SELECT newid() as [ID], c.CounterID, right(c.MachineName, LEN(c.MachineName)-2) as [System], c.ObjectName, c.CounterName, c.InstanceName,
convert(datetime,right(cn.CounterDateTime,LEN(cn.CounterDateTime)-1),10) as [Date], cn.CounterValue
FROM
CounterDetails c inner Join CounterData cn ON c.CounterID=cn.CounterID
WHERE
c.ObjectName != ‘Process’ AND c.InstanceName !=’_Total’ and c.ObjectName !=’LogicalDisk’
(I didn’t really need displaytoID and filtered out some other data…)
2) I also tried starting with the tables and defining measures – define these as ‘fact’ table and define appropriate dim from in these tables.

I think these should have worked, but for my misunderstanding the dimensions (and maybe the surrogate and alternate key definitions).
I tried using newid() and counterid as id’s for dimensions, but my firm grasp seems loose on that point.

How Should I define the dimensions? I’m looking to use the same one you have..

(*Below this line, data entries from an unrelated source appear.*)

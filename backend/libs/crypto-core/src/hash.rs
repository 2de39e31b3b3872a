use sha2::{Digest, Sha256};

/// Compute SHA256 hash of input bytes
pub fn sha256(input: &[u8]) -> [u8; 32] {
    let mut hasher = Sha256::new();
    hasher.update(input);
    hasher.finalize().into()
}

/// Hex-encoded SHA256, used as the storage key for anything secret-derived
pub fn sha256_hex(input: &[u8]) -> String {
    hex::encode(sha256(input))
}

When I saw your blog entry, specifically the MDX, I knew you had already gotten through what I’m tripping over.
Can you send (edited for your company’s sake) versions of the scripts you used to build the warehouse from which you built your cube?
Or the schema of your warehouse with some text explaining the keys used?
Even though I’m still trying, I’ve got the feeling I’m missing something fundamental. After a few AdventureWorks examples I thought I understood, but right now I don’t see what I missed…
thanks
-carl

Ok, I think I’m getting a bit better picture here. So you are using the standard schema created when logging Perfmon counters to a SQL database? I’d actually stop right there, as that structure is prety bad, design-wise. I started out that way but it scaled horribly and I abandoned it. Instead, stash the Perfmon data in .csv files, and load them to a well-designed warehouse using SSIS. Then, just build the dimensions (i.e. Counter, with attributes like Machine Name, Object Name, etc) and the fact off the base tables.

I’ll have to check with the powers at work about sharing the code, since it was mostly done on their time and is therefore their property. The build of that thing could be an entire blog series in and of itself! It was a big success though; scaled to ~50 concurrent servers being monitored with ~30M rows per day loaded in the main fact table.